La référence en hépatite C au Québec depuis 2003

La moitié des toxicomanes intraveineux sont infectés par le VHC ou le VHB et la prévalence des hépatites s’élève à 70 % dans certains pays. Pour enrayer ces contaminations, l’OMS propose 4 types d’action.

Genève, Suisse — L’Organisation Mondiale de la Santé (OMS) a publié sur son site de nouvelles recommandations nationales destinées aux pays où il existe un risque important de propagation de l’infection par le VHB ou le VHC dans la population des toxicomanes.

La prévalence des hépatites est estimée à 50 % chez les personnes qui s’injectent des drogues et dans 12 pays, elle pourrait monter jusqu’à 70 %. C’est dans la Fédération de Russie, que la proportion de toxicomanes infectés est la plus importante (73 %), suivi de près par les Etats-Unis (72 %) et la Chine (67 %).

Dans le monde, 240 millions de personnes seraient infectées par le VHB, 170 par le VHC et 34 millions vivraient avec le VIH, selon les données 2011 de l’OMS. Parmi eux, 1,2 millions de personnes VHB positives et 10 millions de VHC seraient toxicomanes pour un nombre total de toxicomanes de 16 millions dans le monde selon l’OMS.

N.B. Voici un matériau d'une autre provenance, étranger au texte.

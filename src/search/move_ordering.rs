//! Static move ordering: captures by MVV-LVA first, then quiet moves by
//! piece-square gain.

use std::cmp::Reverse;

use crate::game_state::{chess_types::*, game_state::GameState};
use crate::moves::move_descriptions::{decode_move, MoveKind};
use crate::search::board_scoring::is_endgame;
use crate::tables::piece_square_tables::piece_square_value;

/// Added to every capture so it sorts ahead of all quiet moves.
const CAPTURE_BASE: i32 = 10_000;

/// Ordering key for `mv`; higher sorts first.
pub fn score_move(game_state: &GameState, mv: Move, endgame: bool) -> i32 {
    let decoded = decode_move(mv);
    let Some(attacker) = game_state.piece_on(decoded.from) else {
        return i32::MIN;
    };

    let victim = match decoded.kind {
        MoveKind::EnPassant => Some((
            Piece::new(attacker.color().opposite(), PieceKind::Pawn),
            decoded.to,
        )),
        MoveKind::Castle => None,
        _ => game_state.piece_on(decoded.to).map(|piece| (piece, decoded.to)),
    };

    let mut score = match victim {
        Some((victim, square)) => {
            CAPTURE_BASE
                + victim.kind().value()
                + piece_square_value(victim, square, endgame)
                - attacker.kind().value()
                - piece_square_value(attacker, decoded.from, endgame)
        }
        None => {
            piece_square_value(attacker, decoded.to, endgame)
                - piece_square_value(attacker, decoded.from, endgame)
        }
    };

    if let Some(promotion) = decoded.promotion {
        score += promotion.value();
    }
    score
}

/// Sort `moves` best-first for search.
pub fn order_moves(game_state: &GameState, moves: &mut [Move]) {
    let endgame = is_endgame(game_state);
    moves.sort_by_cached_key(|&mv| Reverse(score_move(game_state, mv, endgame)));
}
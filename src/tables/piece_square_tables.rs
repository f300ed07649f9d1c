//! Piece-square tables in centipawns.
//!
//! Tables are laid out the way a board is printed: the first row is rank 8
//! and each row runs from the a-file to the h-file, seen from White. Index a
//! table with the dense square index (`a8 = 0`, `h1 = 63`); Black mirrors the
//! row with `dense ^ 56`.

use crate::game_state::board_geometry::dense_index;
use crate::game_state::chess_types::*;

#[rustfmt::skip]
const PAWN_TABLE: [i32; 64] = [
     0,  0,  0,  0,  0,  0,  0,  0,
    50, 50, 50, 50, 50, 50, 50, 50,
    10, 10, 20, 30, 30, 20, 10, 10,
     5,  5, 10, 25, 25, 10,  5,  5,
     0,  0,  0, 20, 20,  0,  0,  0,
     5, -5,-10,  0,  0,-10, -5,  5,
     5, 10, 10,-20,-20, 10, 10,  5,
     0,  0,  0,  0,  0,  0,  0,  0,
];

#[rustfmt::skip]
const KNIGHT_TABLE: [i32; 64] = [
    -50,-40,-30,-30,-30,-30,-40,-50,
    -40,-20,  0,  0,  0,  0,-20,-40,
    -30,  0, 10, 15, 15, 10,  0,-30,
    -30,  5, 15, 20, 20, 15,  5,-30,
    -30,  0, 15, 20, 20, 15,  0,-30,
    -30,  5, 10, 15, 15, 10,  5,-30,
    -40,-20,  0,  5,  5,  0,-20,-40,
    -50,-40,-30,-30,-30,-30,-40,-50,
];

#[rustfmt::skip]
const BISHOP_TABLE: [i32; 64] = [
    -20,-10,-10,-10,-10,-10,-10,-20,
    -10,  0,  0,  0,  0,  0,  0,-10,
    -10,  0,  5, 10, 10,  5,  0,-10,
    -10,  5,  5, 10, 10,  5,  5,-10,
    -10,  0, 10, 10, 10, 10,  0,-10,
    -10, 10, 10, 10, 10, 10, 10,-10,
    -10,  5,  0,  0,  0,  0,  5,-10,
    -20,-10,-10,-10,-10,-10,-10,-20,
];

#[rustfmt::skip]
const ROOK_TABLE: [i32; 64] = [
     0,  0,  0,  0,  0,  0,  0,  0,
     5, 10, 10, 10, 10, 10, 10,  5,
    -5,  0,  0,  0,  0,  0,  0, -5,
    -5,  0,  0,  0,  0,  0,  0, -5,
    -5,  0,  0,  0,  0,  0,  0, -5,
    -5,  0,  0,  0,  0,  0,  0, -5,
    -5,  0,  0,  0,  0,  0,  0, -5,
     0,  0,  0,  5,  5,  0,  0,  0,
];

#[rustfmt::skip]
const QUEEN_TABLE: [i32; 64] = [
    -20,-10,-10, -5, -5,-10,-10,-20,
    -10,  0,  0,  0,  0,  0,  0,-10,
    -10,  0,  5,  5,  5,  5,  0,-10,
     -5,  0,  5,  5,  5,  5,  0, -5,
      0,  0,  5,  5,  5,  5,  0, -5,
    -10,  5,  5,  5,  5,  5,  0,-10,
    -10,  0,  5,  0,  0,  0,  0,-10,
    -20,-10,-10, -5, -5,-10,-10,-20,
];

#[rustfmt::skip]
const KING_MIDDLEGAME_TABLE: [i32; 64] = [
    -30,-40,-40,-50,-50,-40,-40,-30,
    -30,-40,-40,-50,-50,-40,-40,-30,
    -30,-40,-40,-50,-50,-40,-40,-30,
    -30,-40,-40,-50,-50,-40,-40,-30,
    -20,-30,-30,-40,-40,-30,-30,-20,
    -10,-20,-20,-20,-20,-20,-20,-10,
     20, 20,  0,  0,  0,  0, 20, 20,
     20, 30, 10,  0,  0, 10, 30, 20,
];

#[rustfmt::skip]
const KING_ENDGAME_TABLE: [i32; 64] = [
    -50,-40,-30,-20,-20,-30,-40,-50,
    -30,-20,-10,  0,  0,-10,-20,-30,
    -30,-10, 20, 30, 30, 20,-10,-30,
    -30,-10, 30, 40, 40, 30,-10,-30,
    -30,-10, 30, 40, 40, 30,-10,-30,
    -30,-10, 20, 30, 30, 20,-10,-30,
    -30,-30,  0,  0,  0,  0,-30,-30,
    -50,-30,-30,-30,-30,-30,-30,-50,
];

/// Non-pawn material per side at or below which the king uses its endgame table.
pub const ENDGAME_MATERIAL_THRESHOLD: i32 = 1300;

fn table_for(kind: PieceKind, endgame: bool) -> &'static [i32; 64] {
    match kind {
        PieceKind::Pawn => &PAWN_TABLE,
        PieceKind::Knight => &KNIGHT_TABLE,
        PieceKind::Bishop => &BISHOP_TABLE,
        PieceKind::Rook => &ROOK_TABLE,
        PieceKind::Queen => &QUEEN_TABLE,
        PieceKind::King if endgame => &KING_ENDGAME_TABLE,
        PieceKind::King => &KING_MIDDLEGAME_TABLE,
    }
}

/// Bonus for `piece` standing on the mailbox `square`, from its owner's view.
#[inline]
pub fn piece_square_value(piece: Piece, square: Square, endgame: bool) -> i32 {
    let dense = dense_index(square) as usize;
    let index = match piece.color() {
        Color::White => dense,
        Color::Black => dense ^ 56,
    };
    table_for(piece.kind(), endgame)[index]
}

#[cfg(test)]
mod tests {
    use super::*;
    use crate::utils::algebraic::algebraic_to_square;

    fn sq(text: &str) -> Square {
        algebraic_to_square(text).expect("test square should parse")
    }

    #[test]
    fn tables_mirror_between_colors() {
        let white_knight = Piece::new(Color::White, PieceKind::Knight);
        let black_knight = Piece::new(Color::Black, PieceKind::Knight);
        assert_eq!(
            piece_square_value(white_knight, sq("f3"), false),
            piece_square_value(black_knight, sq("f6"), false)
        );

        let white_pawn = Piece::new(Color::White, PieceKind::Pawn);
        let black_pawn = Piece::new(Color::Black, PieceKind::Pawn);
        assert_eq!(piece_square_value(white_pawn, sq("a7"), false), 50);
        assert_eq!(piece_square_value(black_pawn, sq("a2"), false), 50);
        assert_eq!(piece_square_value(white_pawn, sq("e2"), false), -20);
    }

    #[test]
    fn king_prefers_shelter_then_centre() {
        let king = Piece::new(Color::White, PieceKind::King);
        assert!(piece_square_value(king, sq("g1"), false) > piece_square_value(king, sq("e4"), false));
        assert!(piece_square_value(king, sq("e4"), true) > piece_square_value(king, sq("g1"), true));
    }
}
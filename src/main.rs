use std::error::Error;
use std::io::{self, Write};
use std::process::ExitCode;

use clap::{Parser, Subcommand, ValueEnum};
use tracing::{error, info};
use tracing_subscriber::EnvFilter;

use oleg_chess::engines::engine_trait::EngineKind;
use oleg_chess::game_state::chess_rules::STARTING_POSITION_FEN;
use oleg_chess::game_state::chess_types::Color;
use oleg_chess::game_state::game_state::GameState;
use oleg_chess::move_generation::perft::{perft, perft_divide};
use oleg_chess::search::negamax::SearchConfig;
use oleg_chess::session::game_session::{run_stdio_loop, GameSession};
use oleg_chess::utils::long_algebraic::{move_to_long_algebraic, play_long_algebraic};

#[derive(Parser)]
#[clap(author, version, about)]
struct Cli {
    /// Log filter directive, e.g. `debug` or `oleg_chess=trace`; overrides RUST_LOG
    #[clap(long, global = true, value_name = "FILTER")]
    log_level: Option<String>,
    #[clap(subcommand)]
    command: Command,
}

#[derive(Subcommand)]
enum Command {
    /// Count leaf nodes of the legal move tree
    Perft {
        #[clap(long, default_value = STARTING_POSITION_FEN)]
        fen: String,
        #[clap(long, default_value = "4")]
        depth: u8,
        /// Print the node count below every root move
        #[clap(long)]
        divide: bool,
    },
    /// Pick a move for a position
    Bestmove {
        #[clap(long, default_value = STARTING_POSITION_FEN)]
        fen: String,
        /// Moves in long algebraic notation played from the FEN first
        #[clap(long, num_args = 0.., value_name = "MOVE")]
        moves: Vec<String>,
        #[clap(long, default_value = "3")]
        depth: u8,
        #[clap(long, value_enum, default_value = "negamax")]
        engine: EngineKind,
        #[clap(long)]
        seed: Option<u64>,
    },
    /// Play a game over stdin/stdout
    Play {
        #[clap(long, value_enum, default_value = "white")]
        color: Side,
        #[clap(long, value_enum, default_value = "negamax")]
        engine: EngineKind,
        #[clap(long, default_value = "3")]
        depth: u8,
        #[clap(long)]
        seed: Option<u64>,
    },
}

#[derive(Clone, Copy, ValueEnum)]
enum Side {
    White,
    Black,
}

impl From<Side> for Color {
    fn from(side: Side) -> Self {
        match side {
            Side::White => Color::White,
            Side::Black => Color::Black,
        }
    }
}

fn init_tracing(log_level: Option<&str>) {
    let filter = match log_level {
        Some(directive) => EnvFilter::new(directive),
        None => EnvFilter::try_from_default_env().unwrap_or_else(|_| EnvFilter::new("info")),
    };
    tracing_subscriber::fmt()
        .with_env_filter(filter)
        .with_writer(io::stderr)
        .init();
}

fn run(command: Command) -> Result<(), Box<dyn Error>> {
    let stdout = io::stdout();
    let mut out = stdout.lock();

    match command {
        Command::Perft { fen, depth, divide } => {
            let mut game_state = GameState::from_fen(&fen)?;
            let total = if divide {
                let mut total = 0;
                for (mv, nodes) in perft_divide(&mut game_state, depth)? {
                    writeln!(out, "{}: {}", move_to_long_algebraic(mv), nodes)?;
                    total += nodes;
                }
                writeln!(out)?;
                total
            } else {
                perft(&mut game_state, depth)?
            };
            writeln!(out, "Nodes searched: {}", total)?;
        }
        Command::Bestmove {
            fen,
            moves,
            depth,
            engine,
            seed,
        } => {
            let mut game_state = GameState::from_fen(&fen)?;
            for text in &moves {
                play_long_algebraic(&mut game_state, text)?;
            }
            let mut engine = engine.build(SearchConfig { depth }, seed);
            let output = engine.choose_move(&mut game_state)?;
            match output.best_move {
                Some(mv) => writeln!(out, "bestmove {}", move_to_long_algebraic(mv))?,
                None => writeln!(out, "bestmove 0000")?,
            }
        }
        Command::Play {
            color,
            engine,
            depth,
            seed,
        } => {
            let mut session = GameSession::new(engine.build(SearchConfig { depth }, seed));
            session.start_game(color.into(), None)?;
            info!("waiting for commands on stdin");
            run_stdio_loop(&mut session, io::stdin().lock(), &mut out)?;
        }
    }

    out.flush()?;
    Ok(())
}

fn main() -> ExitCode {
    let cli = Cli::parse();
    init_tracing(cli.log_level.as_deref());

    match run(cli.command) {
        Ok(()) => ExitCode::SUCCESS,
        Err(err) => {
            error!(%err, "oleg_chess failed");
            ExitCode::FAILURE
        }
    }
}
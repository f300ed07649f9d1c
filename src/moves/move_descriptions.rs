//! Bit-packed `u16` move representation.
//!
//! Layout: `kind << 14 | promotion << 12 | from << 6 | to`, where both
//! squares are dense `0..64` indexes. The encoding carries no board state, so
//! a move only becomes meaningful next to the position it was generated for.

use crate::game_state::board_geometry::{dense_index, square_from_dense};
use crate::game_state::chess_types::{PieceKind, Square};

pub type Move = u16;

const TO_SHIFT: u16 = 0;
const FROM_SHIFT: u16 = 6;
const PROMOTION_SHIFT: u16 = 12;
const KIND_SHIFT: u16 = 14;

const SQUARE_MASK: u16 = 0x3F;
const TWO_BIT_MASK: u16 = 0x3;

#[derive(Debug, Clone, Copy, PartialEq, Eq, Hash)]
pub enum MoveKind {
    Normal,
    Promotion,
    EnPassant,
    Castle,
}

impl MoveKind {
    #[inline]
    const fn code(self) -> u16 {
        match self {
            MoveKind::Normal => 0,
            MoveKind::Promotion => 1,
            MoveKind::EnPassant => 2,
            MoveKind::Castle => 3,
        }
    }

    #[inline]
    const fn from_code(code: u16) -> Self {
        match code & TWO_BIT_MASK {
            0 => MoveKind::Normal,
            1 => MoveKind::Promotion,
            2 => MoveKind::EnPassant,
            _ => MoveKind::Castle,
        }
    }
}

/// Unpacked view of a `Move`, with padded squares.
#[derive(Debug, Clone, Copy, PartialEq, Eq)]
pub struct DecodedMove {
    pub from: Square,
    pub to: Square,
    pub kind: MoveKind,
    pub promotion: Option<PieceKind>,
}

/// Promotion targets in encoding order.
pub const PROMOTION_PIECES: [PieceKind; 4] = [
    PieceKind::Knight,
    PieceKind::Bishop,
    PieceKind::Rook,
    PieceKind::Queen,
];

#[inline]
fn promotion_code(piece_kind: PieceKind) -> u16 {
    match piece_kind {
        PieceKind::Knight => 0,
        PieceKind::Bishop => 1,
        PieceKind::Rook => 2,
        PieceKind::Queen => 3,
        other => panic!("{other:?} is not a promotion piece"),
    }
}

/// Pack a move. `promotion` is only stored for `MoveKind::Promotion`.
#[inline]
pub fn encode_move(
    from: Square,
    to: Square,
    kind: MoveKind,
    promotion: Option<PieceKind>,
) -> Move {
    let promotion_bits = match (kind, promotion) {
        (MoveKind::Promotion, Some(piece_kind)) => promotion_code(piece_kind),
        _ => 0,
    };

    (kind.code() << KIND_SHIFT)
        | (promotion_bits << PROMOTION_SHIFT)
        | ((dense_index(from) as u16) << FROM_SHIFT)
        | ((dense_index(to) as u16) << TO_SHIFT)
}

#[inline]
pub fn decode_move(mv: Move) -> DecodedMove {
    DecodedMove {
        from: move_from(mv),
        to: move_to(mv),
        kind: move_kind(mv),
        promotion: move_promotion(mv),
    }
}

#[inline]
pub fn move_from(mv: Move) -> Square {
    square_from_dense(((mv >> FROM_SHIFT) & SQUARE_MASK) as u8)
}

#[inline]
pub fn move_to(mv: Move) -> Square {
    square_from_dense(((mv >> TO_SHIFT) & SQUARE_MASK) as u8)
}

#[inline]
pub fn move_kind(mv: Move) -> MoveKind {
    MoveKind::from_code(mv >> KIND_SHIFT)
}

#[inline]
pub fn move_promotion(mv: Move) -> Option<PieceKind> {
    match move_kind(mv) {
        MoveKind::Promotion => {
            Some(PROMOTION_PIECES[((mv >> PROMOTION_SHIFT) & TWO_BIT_MASK) as usize])
        }
        _ => None,
    }
}

#[cfg(test)]
mod tests {
    use super::*;
    use crate::game_state::board_geometry::{A1, A8, E1, G1, H8};

    #[test]
    fn packs_fields_at_documented_offsets() {
        let mv = encode_move(A8, A1, MoveKind::Normal, None);
        assert_eq!(mv, 56);

        let castle = encode_move(E1, G1, MoveKind::Castle, None);
        assert_eq!(castle >> 14, 3);
        assert_eq!((castle >> 6) & 0x3F, 60);
        assert_eq!(castle & 0x3F, 62);
    }

    #[test]
    fn decodes_promotion_choice() {
        let mv = encode_move(
            crate::utils::algebraic::algebraic_to_square("g7").expect("g7 should parse"),
            H8,
            MoveKind::Promotion,
            Some(PieceKind::Rook),
        );
        let decoded = decode_move(mv);
        assert_eq!(decoded.to, H8);
        assert_eq!(decoded.kind, MoveKind::Promotion);
        assert_eq!(decoded.promotion, Some(PieceKind::Rook));
    }

    #[test]
    fn non_promotions_carry_no_piece() {
        let mv = encode_move(E1, G1, MoveKind::Castle, Some(PieceKind::Queen));
        assert_eq!(move_promotion(mv), None);
        assert_eq!(move_from(mv), E1);
        assert_eq!(move_to(mv), G1);
    }
}
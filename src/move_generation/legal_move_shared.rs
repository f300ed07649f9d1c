//! Helpers shared by the per-piece generators.

use crate::game_state::board_geometry::offset_square;
use crate::game_state::{chess_types::*, game_state::GameState};
use crate::move_generation::legal_move_checks::{is_check, is_square_between, pin_direction};
use crate::moves::move_descriptions::{decode_move, encode_move, MoveKind};
use crate::moves::piece_offsets::slider_offsets;

/// Per-position facts every piece generator filters against.
#[derive(Debug, Clone, Copy)]
pub struct GenerationContext {
    pub side: Color,
    pub enemy: Color,
    pub king_square: Square,
    pub in_check: bool,
    pub in_double_check: bool,
    pub check_square: Option<Square>,
}

impl GenerationContext {
    pub fn new(game_state: &GameState) -> Self {
        let side = game_state.side_to_move;
        Self {
            side,
            enemy: side.opposite(),
            king_square: game_state.king_square(side),
            in_check: game_state.in_check,
            in_double_check: game_state.in_double_check,
            check_square: game_state.checking_square.filter(|_| game_state.in_check),
        }
    }

    /// Whether a non-king piece landing on `to` answers a single check.
    #[inline]
    pub fn resolves_check(&self, to: Square) -> bool {
        match self.check_square {
            None => true,
            Some(checker) => to == checker || is_square_between(self.king_square, checker, to),
        }
    }

    /// Pin direction of the piece on `from`, or `None` when the piece may not
    /// move at all (pinned while the king is in check).
    #[inline]
    pub fn pin_of(&self, game_state: &GameState, from: Square) -> Option<Option<i8>> {
        let pin = pin_direction(game_state, self.king_square, from, self.enemy);
        if pin.is_some() && self.in_check {
            None
        } else {
            Some(pin)
        }
    }
}

/// Whether a step along `direction` keeps a piece pinned along `pin` on its line.
#[inline]
pub fn stays_on_pin_line(pin: Option<i8>, direction: i8) -> bool {
    pin.map_or(true, |pin| pin.abs() == direction.abs())
}

/// Ray-walk moves for every bishop, rook or queen of the side to move.
pub fn generate_slider_moves(
    game_state: &GameState,
    ctx: &GenerationContext,
    kind: PieceKind,
    out: &mut Vec<Move>,
) {
    let piece = Piece::new(ctx.side, kind);
    for &from in game_state.squares_of(piece) {
        let Some(pin) = ctx.pin_of(game_state, from) else {
            continue;
        };

        for &direction in slider_offsets(kind) {
            if !stays_on_pin_line(pin, direction) {
                continue;
            }

            let mut to = offset_square(from, direction);
            loop {
                match game_state.cell(to) {
                    Cell::Empty => {
                        if ctx.resolves_check(to) {
                            out.push(encode_move(from, to, MoveKind::Normal, None));
                        }
                    }
                    Cell::Occupied(target) => {
                        if target.color() == ctx.enemy && ctx.resolves_check(to) {
                            out.push(encode_move(from, to, MoveKind::Normal, None));
                        }
                        break;
                    }
                    Cell::OffBoard => break,
                }
                to = offset_square(to, direction);
            }
        }
    }
}

/// Moves that can still expose the own king after the filters above: king
/// moves (castling included) and en-passant captures.
#[inline]
pub fn needs_residual_check(ctx: &GenerationContext, kind: MoveKind, from: Square) -> bool {
    from == ctx.king_square || kind == MoveKind::EnPassant
}

/// Play `mv` on the board only, test the mover's king, then put every piece
/// back into the exact piece-list slot it came from.
pub fn passes_residual_check(game_state: &mut GameState, mv: Move) -> bool {
    let decoded = decode_move(mv);
    let side = game_state.side_to_move;

    let captured_square = match decoded.kind {
        MoveKind::EnPassant => offset_square(decoded.to, -side.pawn_push()),
        _ => decoded.to,
    };
    let captured = match game_state.cell(captured_square) {
        Cell::Occupied(_) => Some(game_state.remove_piece(captured_square)),
        _ => None,
    };

    game_state.move_piece(decoded.from, decoded.to);
    let legal = !is_check(game_state, side);
    game_state.move_piece(decoded.to, decoded.from);

    if let Some((piece, slot)) = captured {
        game_state.reinsert_piece(piece, captured_square, slot);
    }

    legal
}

L’OMS recommande la mise en place de 4 types d’actions:

  • Proposer aux toxicomanes qui s’injectent de la drogue un protocole de vaccination accéléré contre le VHB. Cette procédure consiste à injecter à trois semaines d’intervalle, deux doses vaccinales. Dans le calendrier vaccinal habituel, le délai est de 6 mois entre les deux injections.
  • Inciter les utilisateurs de drogue à vérifier leur statut vaccinal et leur proposer des injections de rappel si nécessaire.
  • Mettre en place des programmes d’échanges de seringues et d’aiguilles et choisissant préférentiellement des modèles de seringues dans lesquels l’espace-mort (qui contient de l’air et peut abriter des virus en cas d’échanges de matériel) est le plus réduit possible.
  • Mettre en place des programmes de « prévention par les pairs » dans lesquels des toxicomanes volontaires sont sensibilisés aux risques infectieux et ont pour mission d’informer leurs pairs. L’OMS recommande que ces mesures soient appliquées par phases et que les choix soient fondés sur les ressources financières mobilisables.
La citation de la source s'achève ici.